### Stored data:
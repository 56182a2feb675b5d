//! Connect four: 6 rows by 7 columns, moves are dropped into a column and
//! land on the lowest empty row. Four in a row (any direction) wins.

use crate::board::Board;
use crate::rules::MoveError;

/// Connect-four rule set.
#[derive(Debug, Clone, Copy)]
pub struct ConnectFourRules;

const ROWS: usize = 6;
const COLS: usize = 7;
const RUN_LENGTH: usize = 4;

impl ConnectFourRules {
    pub(crate) fn initial_board(&self) -> Board {
        Board::empty(ROWS, COLS)
    }

    pub(crate) fn dimensions(&self) -> (usize, usize) {
        (ROWS, COLS)
    }

    /// Connect-four moves are parameterized by column; the caller is still
    /// required to pass the row it believes the piece will land on (the
    /// lowest empty row in that column), and a stale or wrong row is
    /// rejected rather than silently corrected.
    pub(crate) fn validate_move(
        &self,
        board: &Board,
        row: usize,
        col: usize,
    ) -> Result<(usize, usize), MoveError> {
        if col >= COLS {
            return Err(MoveError::OutOfBounds);
        }
        if board.get(0, col).is_some() {
            return Err(MoveError::CellOccupied);
        }
        let drop_row = (0..ROWS)
            .rev()
            .find(|&r| board.get(r, col).is_none())
            .expect("column has an empty cell: checked above");
        if row != drop_row {
            return Err(MoveError::IllegalGeometry);
        }
        Ok((drop_row, col))
    }

    pub(crate) fn check_winner(&self, board: &Board, row: usize, col: usize, player_id: &str) -> bool {
        const DIRECTIONS: [(isize, isize); 4] = [(0, 1), (1, 0), (1, 1), (1, -1)];

        DIRECTIONS.iter().any(|&(dr, dc)| {
            let forward = run_length(board, row, col, player_id, dr, dc);
            let backward = run_length(board, row, col, player_id, -dr, -dc);
            1 + forward + backward >= RUN_LENGTH
        })
    }
}

/// Counts contiguous cells occupied by `player_id` starting one step past
/// `(row, col)` in direction `(dr, dc)`, not including `(row, col)` itself.
fn run_length(
    board: &Board,
    row: usize,
    col: usize,
    player_id: &str,
    dr: isize,
    dc: isize,
) -> usize {
    let mut count = 0;
    let mut r = row as isize + dr;
    let mut c = col as isize + dc;

    while r >= 0 && c >= 0 {
        let (ru, cu) = (r as usize, c as usize);
        if !board.in_bounds(ru, cu) || board.get(ru, cu).as_deref() != Some(player_id) {
            break;
        }
        count += 1;
        r += dr;
        c += dc;
    }

    count
}

#[cfg(test)]
mod tests {
    use super::*;

    #[test]
    fn validate_move_rejects_column_out_of_bounds() {
        let rules = ConnectFourRules;
        let board = rules.initial_board();
        assert_eq!(rules.validate_move(&board, 0, 7), Err(MoveError::OutOfBounds));
    }

    #[test]
    fn validate_move_accepts_correct_drop_row_on_empty_column() {
        let rules = ConnectFourRules;
        let board = rules.initial_board();
        assert_eq!(rules.validate_move(&board, 5, 3), Ok((5, 3)));
    }

    #[test]
    fn validate_move_rejects_row_that_is_not_the_drop_row() {
        let rules = ConnectFourRules;
        let board = rules.initial_board();
        assert_eq!(
            rules.validate_move(&board, 0, 3),
            Err(MoveError::IllegalGeometry)
        );
    }

    #[test]
    fn validate_move_stacks_on_top_of_existing_pieces() {
        let rules = ConnectFourRules;
        let mut board = rules.initial_board();
        board.set(5, 3, "u1");
        board.set(4, 3, "u2");
        assert_eq!(rules.validate_move(&board, 3, 3), Ok((3, 3)));
    }

    #[test]
    fn validate_move_rejects_full_column() {
        let rules = ConnectFourRules;
        let mut board = rules.initial_board();
        for r in 0..ROWS {
            board.set(r, 2, "u1");
        }
        assert_eq!(rules.validate_move(&board, 0, 2), Err(MoveError::CellOccupied));
    }

    #[test]
    fn detects_vertical_win() {
        let rules = ConnectFourRules;
        let mut board = rules.initial_board();
        for r in 2..6 {
            board.set(r, 3, "u1");
        }
        assert!(rules.check_winner(&board, 2, 3, "u1"));
    }

    #[test]
    fn detects_horizontal_win() {
        let rules = ConnectFourRules;
        let mut board = rules.initial_board();
        for c in 0..4 {
            board.set(5, c, "u1");
        }
        assert!(rules.check_winner(&board, 5, 0, "u1"));
    }

    #[test]
    fn detects_diagonal_win() {
        let rules = ConnectFourRules;
        let mut board = rules.initial_board();
        board.set(5, 0, "u1");
        board.set(4, 1, "u1");
        board.set(3, 2, "u1");
        board.set(2, 3, "u1");
        assert!(rules.check_winner(&board, 2, 3, "u1"));
    }

    #[test]
    fn no_false_positive_on_three_in_a_row() {
        let rules = ConnectFourRules;
        let mut board = rules.initial_board();
        for c in 0..3 {
            board.set(5, c, "u1");
        }
        assert!(!rules.check_winner(&board, 5, 2, "u1"));
    }
}
//! Handler functions: parse/validate input, dispatch to the engine or query
//! service, serialize the canonical response shapes.

use axum::extract::{Path, Query, State};
use axum::http::StatusCode;
use axum::Json;
use tracing::instrument;
use uuid::Uuid;

use crate::db::{NewUser, SessionFilter};
use crate::engine::CreateSessionInput;
use crate::error::{EngineError, ValidationKind};
use crate::facade::dto::{
    CreateSessionRequest, CreateUserRequest, JoinRequest, LeaderboardEntryDto, LeaderboardQuery,
    ListSessionsQuery, MoveRequest, SessionResponse, SessionsPageResponse, UserResponse,
};
use crate::facade::extract::ValidatedJson;
use crate::facade::routes::AppState;
use crate::rules::GameType;

const MAX_LIST_LIMIT: i64 = 100;
const DEFAULT_LIST_LIMIT: i64 = 20;
const MAX_LEADERBOARD_LIMIT: usize = 100;
const DEFAULT_LEADERBOARD_LIMIT: usize = 10;

#[instrument(skip(state, req), fields(name = %req.name))]
pub async fn create_user(
    State(state): State<AppState>,
    ValidatedJson(req): ValidatedJson<CreateUserRequest>,
) -> Result<(StatusCode, Json<UserResponse>), EngineError> {
    if req.name.trim().is_empty() {
        return Err(EngineError::validation(
            ValidationKind::InvalidName,
            "name must not be empty",
        ));
    }
    let new_user = NewUser::new(Uuid::new_v4().to_string(), req.name, req.icon);
    let store = state.store.clone();
    let user = tokio::task::spawn_blocking(move || store.create_user(new_user))
        .await
        .map_err(|e| EngineError::internal(format!("create_user join error: {e}")))?
        .map_err(EngineError::from)?;
    Ok((StatusCode::CREATED, Json(user.into())))
}

#[instrument(skip(state, req), fields(host_id = %req.host_id))]
pub async fn create_session(
    State(state): State<AppState>,
    ValidatedJson(req): ValidatedJson<CreateSessionRequest>,
) -> Result<(StatusCode, Json<SessionResponse>), EngineError> {
    let input = CreateSessionInput {
        host_id: req.host_id,
        host_name: req.host_name,
        host_icon: req.host_icon,
        game_icon: req.game_icon,
        game_type: req.game_type.unwrap_or(GameType::TicTacToe),
    };
    let session = state.engine.create_session(input).await?;
    Ok((StatusCode::CREATED, Json(session.into())))
}

#[instrument(skip(state))]
pub async fn get_session(
    State(state): State<AppState>,
    Path(session_id): Path<String>,
) -> Result<Json<SessionResponse>, EngineError> {
    let session = state.query.get_session(&session_id)?;
    Ok(Json(session.into()))
}

#[instrument(skip(state, query))]
pub async fn list_sessions(
    State(state): State<AppState>,
    Query(query): Query<ListSessionsQuery>,
) -> Result<Json<SessionsPageResponse>, EngineError> {
    let limit = query.limit.unwrap_or(DEFAULT_LIST_LIMIT);
    if !(1..=MAX_LIST_LIMIT).contains(&limit) {
        return Err(EngineError::validation(
            ValidationKind::InvalidLimit,
            format!("limit must be between 1 and {MAX_LIST_LIMIT}"),
        ));
    }
    let filter = SessionFilter {
        status: query.status,
        host_id: query.host_id,
        limit,
        cursor: query.cursor,
    };
    let page = state.query.list_sessions(filter)?;
    Ok(Json(page.into()))
}

#[instrument(skip(state, req), fields(session_id = %session_id, player_id = %req.player_id))]
pub async fn join_session(
    State(state): State<AppState>,
    Path(session_id): Path<String>,
    ValidatedJson(req): ValidatedJson<JoinRequest>,
) -> Result<Json<SessionResponse>, EngineError> {
    let session = state.engine.join_session(&session_id, &req.player_id).await?;
    Ok(Json(session.into()))
}

#[instrument(skip(state, req), fields(session_id = %session_id, player_id = %req.player_id, row = req.row, col = req.col))]
pub async fn submit_move(
    State(state): State<AppState>,
    Path(session_id): Path<String>,
    ValidatedJson(req): ValidatedJson<MoveRequest>,
) -> Result<Json<SessionResponse>, EngineError> {
    let row = usize::try_from(req.row)
        .map_err(|_| EngineError::validation(ValidationKind::InvalidCoordinates, "invalid_coordinates"))?;
    let col = usize::try_from(req.col)
        .map_err(|_| EngineError::validation(ValidationKind::InvalidCoordinates, "invalid_coordinates"))?;
    let session = state
        .engine
        .submit_move(&session_id, &req.player_id, row, col)
        .await?;
    Ok(Json(session.into()))
}

#[instrument(skip(state, query))]
pub async fn leaderboard(
    State(state): State<AppState>,
    Query(query): Query<LeaderboardQuery>,
) -> Result<Json<Vec<LeaderboardEntryDto>>, EngineError> {
    let metric = query.metric()?;
    let limit = query.limit.unwrap_or(DEFAULT_LEADERBOARD_LIMIT);
    if limit == 0 || limit > MAX_LEADERBOARD_LIMIT {
        return Err(EngineError::validation(
            ValidationKind::InvalidLimit,
            format!("limit must be between 1 and {MAX_LEADERBOARD_LIMIT}"),
        ));
    }
    let entries = state.query.leaderboard(metric, limit)?;
    Ok(Json(entries.into_iter().map(Into::into).collect()))
}

/// Liveness probe.
pub async fn healthz() -> StatusCode {
    StatusCode::OK
}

### What is needed:
Only the lines from the opening of the material through the line with "if row != drop_row" should be echoed, exactly as written.

### Result of this exercise:
repository 56182a2feb675b5d
//! Connect four: 6 rows by 7 columns, moves are dropped into a column and
//! land on the lowest empty row. Four in a row (any direction) wins.

use crate::board::Board;
use crate::rules::MoveError;

/// Connect-four rule set.
#[derive(Debug, Clone, Copy)]
pub struct ConnectFourRules;

const ROWS: usize = 6;
const COLS: usize = 7;
const RUN_LENGTH: usize = 4;

impl ConnectFourRules {
    pub(crate) fn initial_board(&self) -> Board {
        Board::empty(ROWS, COLS)
    }

    pub(crate) fn dimensions(&self) -> (usize, usize) {
        (ROWS, COLS)
    }

    /// Connect-four moves are parameterized by column; the caller is still
    /// required to pass the row it believes the piece will land on (the
    /// lowest empty row in that column), and a stale or wrong row is
    /// rejected rather than silently corrected.
    pub(crate) fn validate_move(
        &self,
        board: &Board,
        row: usize,
        col: usize,
    ) -> Result<(usize, usize), MoveError> {
        if col >= COLS {
            return Err(MoveError::OutOfBounds);
        }
        if board.get(0, col).is_some() {
            return Err(MoveError::CellOccupied);
        }
        let drop_row = (0..ROWS)
            .rev()
            .find(|&r| board.get(r, col).is_none())
            .expect("column has an empty cell: checked above");
        if row != drop_row {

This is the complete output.